Notes to Consolidated Financial Statements

5.

Line of Credit

The Company has executed the Amended and Restated Credit and Security Agreement with Webster, Flushing Bank
and Mizrahi, which provides for the Webster Credit Line. Currently, the Webster Credit Line provides the Company with a
credit line of $32.5 million in the aggregate until February 28, 2023, secured by assignments of mortgages and other collateral.
The Webster Credit Line contains various covenants and restrictions including, among other covenants and restrictions, limiting
the amount that the Company can borrow relative to the value of the underlying collateral, maintaining various financial ratios
and limitations on the terms of loans the Company makes to its customers, limiting the Company’s ability to pay dividends under
certain circumstances, and limiting the Company’s ability to repurchase its common shares, sell assets, engage in mergers or con-
solidations, grant liens, and enter into transactions with affiliates.
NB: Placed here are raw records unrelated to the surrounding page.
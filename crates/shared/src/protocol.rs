//! Request and response bodies of the remote store's HTTP contract.

use serde::{Deserialize, Serialize};

use crate::domain::RemoteName;

pub const UPLOAD_ROUTE: &str = "upload";
pub const DELETE_IMAGE_ROUTE: &str = "delete-image";
pub const GENERATE_PDF_ROUTE: &str = "generate-pdf";
/// Multipart field carrying the image in an upload request.
pub const UPLOAD_FILE_FIELD: &str = "file";

#[derive(Debug, Clone, Default, Serialize, Deserialize)]
pub struct UploadResponse {
    #[serde(default)]
    pub success: bool,
    #[serde(default, skip_serializing_if = "Option::is_none")]
    pub filename: Option<RemoteName>,
    #[serde(default, skip_serializing_if = "Option::is_none")]
    pub original_name: Option<String>,
    #[serde(default, skip_serializing_if = "Option::is_none")]
    pub file_size: Option<u64>,
    #[serde(default, skip_serializing_if = "Option::is_none")]
    pub error: Option<String>,
}

#[derive(Debug, Clone, Serialize, Deserialize)]
pub struct DeleteImageRequest {
    pub filename: RemoteName,
}

#[derive(Debug, Clone, Default, Serialize, Deserialize)]
pub struct DeleteImageResponse {
    #[serde(default)]
    pub success: bool,
    #[serde(default, skip_serializing_if = "Option::is_none")]
    pub error: Option<String>,
}

#[derive(Debug, Clone, PartialEq, Eq, Serialize, Deserialize)]
pub struct PdfImage {
    pub filename: RemoteName,
    pub description: String,
}

#[derive(Debug, Clone, Serialize, Deserialize)]
pub struct GeneratePdfRequest {
    pub images: Vec<PdfImage>,
}

#[derive(Debug, Clone, Default, Serialize, Deserialize)]
pub struct GeneratePdfResponse {
    #[serde(default)]
    pub success: bool,
    #[serde(default, skip_serializing_if = "Option::is_none")]
    pub download_url: Option<String>,
    #[serde(default, skip_serializing_if = "Option::is_none")]
    pub file_size: Option<u64>,
    #[serde(default, skip_serializing_if = "Option::is_none")]
    pub error: Option<String>,
}

#[cfg(test)]
mod tests {
    use super::*;

    #[test]
    fn error_only_upload_body_parses_as_failure() {
        let body: UploadResponse =
            serde_json::from_str(r#"{"error":"Ikke tilladt filtype"}"#).expect("json");
        assert!(!body.success);
        assert!(body.filename.is_none());
        assert_eq!(body.error.as_deref(), Some("Ikke tilladt filtype"));
    }

    #[test]
    fn generate_request_uses_wire_field_names() {
        let request = GeneratePdfRequest {
            images: vec![PdfImage {
                filename: RemoteName::new("abc_1.jpg"),
                description: "front door".into(),
            }],
        };
        let value = serde_json::to_value(&request).expect("json");
        assert_eq!(
            value,
            serde_json::json!({
                "images": [{ "filename": "abc_1.jpg", "description": "front door" }]
            })
        );
    }
}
In addition, the Webster Credit Line contains a cross default
provision which will deem any default under any indebtedness owed by us or our subsidiary, MBC Funding, as a default under
the credit line.

The interest rates relating to the Webster Credit Line equal (i) LIBOR plus a premium, which rate aggregated
approximately 4.10%, including a 0.5% agency fee, as of December 31, 2021, or (ii) a Base Rate (as defined in the Amended
and Restated Credit Agreement) plus 2.25% plus a 0.5% agency fee, as chosen by the Company for each drawdown. Under the
Amended and Restated Credit Agreement, the Company may repurchase, redeem or otherwise retire its equity securities in an
amount not to exceed ten percent of our annual net income from the prior fiscal year. Further, the Company may issue up to $20
million in bonds through its subsidiary, of which not more than $10 million of such bonds may be secured by mortgage notes
receivable, and provided that the terms and conditions of such bonds are approved by Webster, subject to its reasonable
discretion. In addition, Mr. Ran has provided a personal guaranty to the Webster Credit Line, which shall not exceed the sum of
$500,000 plus any costs relating to the enforcement of the personal guaranty.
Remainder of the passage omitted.